### How to complete this task
Find the line holding "fn default() ->" in the entries below. Give it again exactly, along with every line after it up to and including the line holding "let filtered: Vec<&Item>".

### Provided records
:::

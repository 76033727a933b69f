//! Benchmarks for trace recording.

use criterion::{BenchmarkId, Criterion, black_box, criterion_group, criterion_main};

use quicksort_viz::{schema::SequenceGenerator, trace::record_trace};

fn bench_record_random(c: &mut Criterion) {
    let mut group = c.benchmark_group("record_random");

    for size in [16, 40, 128, 256] {
        let values = SequenceGenerator::new(42, 40, 400).generate(size);

        group.bench_with_input(BenchmarkId::from_parameter(size), &values, |b, values| {
            b.iter(|| record_trace(black_box(values)));
        });
    }

    group.finish();
}

fn bench_record_sorted(c: &mut Criterion) {
    let mut group = c.benchmark_group("record_sorted");

    // Already-sorted input is the quadratic case for last-element pivots.
    for size in [16, 40, 128] {
        let values: Vec<u32> = (1..=size).collect();

        group.bench_with_input(BenchmarkId::from_parameter(size), &values, |b, values| {
            b.iter(|| record_trace(black_box(values)));
        });
    }

    group.finish();
}

criterion_group!(benches, bench_record_random, bench_record_sorted);
criterion_main!(benches);
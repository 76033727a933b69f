//! Blocking timer loop for native hosts.

use std::thread;

use super::{PlaybackController, Renderer, ResumeTicket};

/// Play from the current cursor to the end, sleeping between advances.
///
/// Returns the number of actions applied by this call.
pub fn play_blocking<R: Renderer>(controller: &mut PlaybackController<R>) -> usize {
    play_with_timer(controller, |ticket| thread::sleep(ticket.delay()))
}

/// Play to the end, calling `wait` in place of each scheduled sleep.
///
/// `wait` may drive the controller itself (pausing, changing speed) through
/// whatever channel the host uses; the loop stops as soon as no ticket remains.
pub fn play_with_timer<R, W>(controller: &mut PlaybackController<R>, mut wait: W) -> usize
where
    R: Renderer,
    W: FnMut(&ResumeTicket),
{
    let start_cursor = controller.cursor();
    let mut ticket = controller.start();
    while let Some(t) = ticket {
        wait(&t);
        ticket = controller.resume(t);
    }
    controller.cursor() - start_cursor
}

#[cfg(test)]
mod tests {
    use super::*;
    use crate::playback::PlaybackState;
    use crate::schema::SequenceGenerator;
    use crate::trace::Action;

    #[test]
    fn test_play_with_timer_drains_log() {
        let mut controller = PlaybackController::with_values(
            SequenceGenerator::new(3, 1, 50),
            &[9, 4, 7, 1, 3],
            10,
            Vec::<Action>::new(),
        );
        let mut waits = 0;
        let applied = play_with_timer(&mut controller, |_| waits += 1);

        assert_eq!(applied, controller.len());
        assert_eq!(waits, controller.len() - 1);
        assert_eq!(controller.state(), PlaybackState::Finished);
    }

    #[test]
    fn test_play_blocking_single_value() {
        let mut controller = PlaybackController::with_values(
            SequenceGenerator::new(3, 1, 50),
            &[7],
            10,
            Vec::<Action>::new(),
        );
        assert_eq!(play_blocking(&mut controller), 1);
        assert_eq!(controller.current_action().snapshot, vec![7]);
    }
}
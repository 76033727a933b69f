//! Quicksort visualizer - Replayable trace recording and timed playback.
//!
//! This crate records a complete, deterministic trace of Lomuto-partition
//! quicksort over a sequence of bar heights, then replays that trace one
//! action at a time for a view layer to draw.
//!
//! # Architecture
//!
//! The crate is split into three main modules:
//!
//! - `schema`: Configuration types and random sequence generation
//! - `trace`: The instrumented sort and its immutable action log
//! - `playback`: Cursor, state machine and timer protocol over a log
//!
//! # Example
//!
//! ```rust,no_run
//! use quicksort_viz::{
//!     playback::{PlaybackController, play_blocking},
//!     schema::VisualizerConfig,
//!     trace::Action,
//! };
//!
//! let config = VisualizerConfig::default();
//! let mut controller = PlaybackController::new(&config, |action: &Action| {
//!     println!("{:?} {:?}", action.kind, action.snapshot);
//! });
//!
//! play_blocking(&mut controller);
//! ```

pub mod playback;
pub mod schema;
pub mod trace;

// WebAssembly bindings (only for wasm32 target)
#[cfg(target_arch = "wasm32")]
pub mod wasm;

// Re-export commonly used types
pub use playback::{PlaybackController, PlaybackState, Renderer, ResumeTicket};
pub use schema::{SequenceGenerator, VisualizerConfig};
pub use trace::{Action, ActionKind, Trace, record_trace};
//! Trace recording for quicksort.
//!
//! The recorder runs the sort to completion up front and stores every
//! observable event as an [`Action`] carrying its own copy of the sequence
//! and sorted set. Playback then only reads the finished [`Trace`].
//!
//! # Action order
//!
//! ```text
//! pivot(p, [l, r])
//!   compare(j, p)        for j in l..r
//!   swap(i, j)           when value[j] < value[p]
//! swap(i, p)
//! sorted(i)
//! ... left subrange [l, i-1], then right subrange [i+1, r]
//! ```
//!
//! Single-element subranges emit one `sorted` action; empty ones emit nothing.

mod action;
mod action_log;
mod recorder;

pub use action::{Action, ActionKind, Highlight, SortedSet};
pub use action_log::{Trace, TraceError, TraceStats};
pub use recorder::{TraceRecorder, record_trace};
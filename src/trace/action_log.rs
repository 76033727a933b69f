//! Finished action logs and their invariant checks.

use serde::{Deserialize, Serialize};

use super::action::{Action, ActionKind};

/// Immutable, fully materialized action log for one sort.
#[derive(Debug, Clone, PartialEq, Eq, Serialize, Deserialize)]
pub struct Trace {
    input: Vec<u32>,
    actions: Vec<Action>,
}

impl Trace {
    pub(crate) fn new(input: Vec<u32>, actions: Vec<Action>) -> Self {
        Self { input, actions }
    }

    /// Unsorted input the trace was recorded from.
    pub fn input(&self) -> &[u32] {
        &self.input
    }

    /// The `init` action showing the unsorted arrangement.
    pub fn initial_action(&self) -> Action {
        Action::init(&self.input)
    }

    /// Number of recorded actions.
    #[inline]
    pub fn len(&self) -> usize {
        self.actions.len()
    }

    #[inline]
    pub fn is_empty(&self) -> bool {
        self.actions.is_empty()
    }

    /// Action at `index`, if recorded.
    #[inline]
    pub fn get(&self, index: usize) -> Option<&Action> {
        self.actions.get(index)
    }

    pub fn iter(&self) -> std::slice::Iter<'_, Action> {
        self.actions.iter()
    }

    pub fn actions(&self) -> &[Action] {
        &self.actions
    }

    /// Snapshot after the last action (the sorted sequence).
    pub fn final_snapshot(&self) -> Option<&[u32]> {
        self.actions.last().map(|a| a.snapshot.as_slice())
    }

    /// Count actions by kind.
    pub fn stats(&self) -> TraceStats {
        TraceStats::from_trace(self)
    }

    /// Check the structural invariants every recorded trace must satisfy.
    ///
    /// - each snapshot is a permutation of the input
    /// - sorted sets only ever grow
    /// - the last action covers every position with an ascending snapshot
    pub fn verify(&self) -> Result<(), TraceError> {
        let mut expected = self.input.clone();
        expected.sort_unstable();

        let mut previous_sorted = None;
        for (index, action) in self.actions.iter().enumerate() {
            if action.snapshot.len() != self.input.len() {
                return Err(TraceError::LengthMismatch {
                    index,
                    expected: self.input.len(),
                    actual: action.snapshot.len(),
                });
            }

            let mut values = action.snapshot.clone();
            values.sort_unstable();
            if values != expected {
                return Err(TraceError::NotPermutation { index });
            }

            if let Some(position) = action.sorted.iter().find(|&&p| p >= self.input.len()) {
                return Err(TraceError::PositionOutOfRange {
                    index,
                    position: *position,
                });
            }

            if let Some(prev) = previous_sorted
                && !action.sorted.is_superset(prev)
            {
                return Err(TraceError::SortedSetShrank { index });
            }
            previous_sorted = Some(&action.sorted);
        }

        if let Some(last) = self.actions.last() {
            if last.sorted.len() != self.input.len() {
                return Err(TraceError::IncompleteSortedSet {
                    covered: last.sorted.len(),
                    total: self.input.len(),
                });
            }
            if last.snapshot.windows(2).any(|w| w[0] > w[1]) {
                return Err(TraceError::FinalNotSorted);
            }
        } else if !self.input.is_empty() {
            return Err(TraceError::IncompleteSortedSet {
                covered: 0,
                total: self.input.len(),
            });
        }

        Ok(())
    }
}

impl<'a> IntoIterator for &'a Trace {
    type Item = &'a Action;
    type IntoIter = std::slice::Iter<'a, Action>;

    fn into_iter(self) -> Self::IntoIter {
        self.actions.iter()
    }
}

/// Per-kind action counts for a trace.
#[derive(Debug, Clone, Copy, Default, PartialEq, Eq, Serialize, Deserialize)]
pub struct TraceStats {
    /// Number of input values.
    pub values: usize,
    /// Total recorded actions.
    pub actions: usize,
    pub pivots: usize,
    pub compares: usize,
    pub swaps: usize,
    pub sorted: usize,
}

impl TraceStats {
    /// Compute statistics from a trace.
    pub fn from_trace(trace: &Trace) -> Self {
        let mut stats = Self {
            values: trace.input.len(),
            actions: trace.len(),
            ..Default::default()
        };
        for action in trace {
            match action.kind {
                ActionKind::Init => {}
                ActionKind::Pivot { .. } => stats.pivots += 1,
                ActionKind::Compare { .. } => stats.compares += 1,
                ActionKind::Swap { .. } => stats.swaps += 1,
                ActionKind::Sorted { .. } => stats.sorted += 1,
            }
        }
        stats
    }
}

impl std::fmt::Display for TraceStats {
    fn fmt(&self, f: &mut std::fmt::Formatter<'_>) -> std::fmt::Result {
        write!(
            f,
            "{} values, {} actions ({} pivots, {} compares, {} swaps, {} sorted)",
            self.values, self.actions, self.pivots, self.compares, self.swaps, self.sorted
        )
    }
}

/// Trace invariant violations.
#[derive(Debug, Clone, PartialEq, Eq, thiserror::Error)]
pub enum TraceError {
    #[error("Action {index} snapshot has {actual} values, expected {expected}")]
    LengthMismatch {
        index: usize,
        expected: usize,
        actual: usize,
    },
    #[error("Action {index} snapshot is not a permutation of the input")]
    NotPermutation { index: usize },
    #[error("Action {index} marks out-of-range position {position} as sorted")]
    PositionOutOfRange { index: usize, position: usize },
    #[error("Action {index} dropped a previously sorted position")]
    SortedSetShrank { index: usize },
    #[error("Final sorted set covers {covered} of {total} positions")]
    IncompleteSortedSet { covered: usize, total: usize },
    #[error("Final snapshot is not in ascending order")]
    FinalNotSorted,
}
//! Search and pagination over the item collection
//!
//! Pure functions only: identical inputs always produce identical pages.

use crate::models::{Item, ItemsPage};

pub const DEFAULT_PAGE: i64 = 1;
pub const DEFAULT_LIMIT: i64 = 10;
pub const MAX_LIMIT: i64 = 100;

/// Search and pagination parameters
#[derive(Debug, Clone, PartialEq, Eq)]
pub struct QueryParams {
    /// Case-insensitive name substring; `None` or empty keeps everything
    pub search: Option<String>,
    pub page: i64,
    pub limit: i64,
}

impl Default for QueryParams {
    fn default() -> Self {
        Self {
            search: None,
            page: DEFAULT_PAGE,
            limit: DEFAULT_LIMIT,
        }
    }
}

impl QueryParams {
    pub fn new(search: Option<String>, page: i64, limit: i64) -> Self {
        Self {
            search,
            page,
            limit,
        }
    }

    /// Build from raw query-string values.
    ///
    /// Numbers are read from their leading integer (`"3abc"` is 3); anything
    /// without one falls back to the default.
    pub fn from_raw(q: Option<&str>, page: Option<&str>, limit: Option<&str>) -> Self {
        Self {
            search: q.filter(|q| !q.is_empty()).map(str::to_string),
            page: page.and_then(parse_leading_int).unwrap_or(DEFAULT_PAGE),
            limit: limit.and_then(parse_leading_int).unwrap_or(DEFAULT_LIMIT),
        }
    }

    /// Page number clamped to at least 1
    pub fn effective_page(&self) -> usize {
        usize::try_from(self.page.max(1)).unwrap_or(usize::MAX)
    }

    /// Page size clamped to [1, MAX_LIMIT]
    pub fn effective_limit(&self) -> usize {
        // Clamped into 1..=100, so the conversion cannot fail
        self.limit.clamp(1, MAX_LIMIT) as usize
    }
}

fn parse_leading_int(raw: &str) -> Option<i64> {
    let raw = raw.trim_start();
    let (sign, digits) = match raw.as_bytes().first() {
        Some(b'-') => (-1, &raw[1..]),
        Some(b'+') => (1, &raw[1..]),
        _ => (1, raw),
    };
    let end = digits
        .find(|c: char| !c.is_ascii_digit())
        .unwrap_or(digits.len());
    if end == 0 {
        return None;
    }
    // Saturate instead of failing on absurdly long digit runs
    let value = digits[..end].parse::<i64>().unwrap_or(i64::MAX);
    Some(sign * value)
}

/// Filter `items` by name and cut out the requested page.
///
/// `total_pages` never drops below 1, so an empty result still reports "page 1 of 1".
pub fn query(items: &[Item], params: &QueryParams) -> ItemsPage {
    let page = params.effective_page();
    let limit = params.effective_limit();

    let needle = params
        .search
        .as_deref()
        .filter(|s| !s.is_empty())
        .map(str::to_lowercase);

    let filtered: Vec<&Item> = match needle.as_deref() {
        Some(needle) => items.iter().filter(|item| item.name_matches(needle)).collect(),
        None => items.iter().collect(),
    };

    let start = (page - 1).saturating_mul(limit);
    let page_items = filtered
        .iter()
        .skip(start)
        .take(limit)
        .map(|item| (*item).clone())
        .collect();

    ItemsPage {
        items: page_items,
        page,
        total_pages: filtered.len().div_ceil(limit).max(1),
    }
}
//! catalog-client - Client data layer for the catalog API
//!
//! [`ApiClient`] talks HTTP; [`ItemsBrowser`] drives a paginated, searchable list on
//! top of any [`ItemsSource`], debouncing keystrokes and cancelling superseded fetches.

pub mod api;
pub mod browser;
pub mod error;

pub use api::{ApiClient, FetchParams, ItemsSource};
pub use browser::{ItemsBrowser, ListState, DEBOUNCE, PAGE_SIZE};
pub use error::ClientError;
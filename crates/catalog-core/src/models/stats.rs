//! Aggregate statistics over the item collection

use super::Item;
use serde::{Deserialize, Serialize};

/// Stats snapshot served by `/api/stats`
#[derive(Debug, Clone, Copy, PartialEq, Default, Serialize, Deserialize)]
#[serde(rename_all = "camelCase")]
pub struct Stats {
    pub total: usize,
    pub average_price: f64,
}

impl Stats {
    /// Compute from a full collection.
    ///
    /// An empty collection averages to 0 so the value stays representable in JSON.
    pub fn from_items(items: &[Item]) -> Self {
        let total = items.len();
        if total == 0 {
            return Self::default();
        }

        let sum: f64 = items.iter().map(|item| item.price).sum();
        Self {
            total,
            average_price: sum / total as f64,
        }
    }
}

:::

### Written response
    fn default() -> Self {
        Self {
            search: None,
            page: DEFAULT_PAGE,
            limit: DEFAULT_LIMIT,
        }
    }
}

impl QueryParams {
    pub fn new(search: Option<String>, page: i64, limit: i64) -> Self {
        Self {
            search,
            page,
            limit,
        }
    }

    /// Build from raw query-string values.
    ///
    /// Numbers are read from their leading integer (`"3abc"` is 3); anything
    /// without one falls back to the default.
    pub fn from_raw(q: Option<&str>, page: Option<&str>, limit: Option<&str>) -> Self {
        Self {
            search: q.filter(|q| !q.is_empty()).map(str::to_string),
            page: page.and_then(parse_leading_int).unwrap_or(DEFAULT_PAGE),
            limit: limit.and_then(parse_leading_int).unwrap_or(DEFAULT_LIMIT),
        }
    }

    /// Page number clamped to at least 1
    pub fn effective_page(&self) -> usize {
        usize::try_from(self.page.max(1)).unwrap_or(usize::MAX)
    }

    /// Page size clamped to [1, MAX_LIMIT]
    pub fn effective_limit(&self) -> usize {
        // Clamped into 1..=100, so the conversion cannot fail
        self.limit.clamp(1, MAX_LIMIT) as usize
    }
}

fn parse_leading_int(raw: &str) -> Option<i64> {
    let raw = raw.trim_start();
    let (sign, digits) = match raw.as_bytes().first() {
        Some(b'-') => (-1, &raw[1..]),
        Some(b'+') => (1, &raw[1..]),
        _ => (1, raw),
    };
    let end = digits
        .find(|c: char| !c.is_ascii_digit())
        .unwrap_or(digits.len());
    if end == 0 {
        return None;
    }
    // Saturate instead of failing on absurdly long digit runs
    let value = digits[..end].parse::<i64>().unwrap_or(i64::MAX);
    Some(sign * value)
}

/// Filter `items` by name and cut out the requested page.
///
/// `total_pages` never drops below 1, so an empty result still reports "page 1 of 1".
pub fn query(items: &[Item], params: &QueryParams) -> ItemsPage {
    let page = params.effective_page();
    let limit = params.effective_limit();

    let needle = params
        .search
        .as_deref()
        .filter(|s| !s.is_empty())
        .map(str::to_lowercase);

    let filtered: Vec<&Item> = match needle.as_deref() {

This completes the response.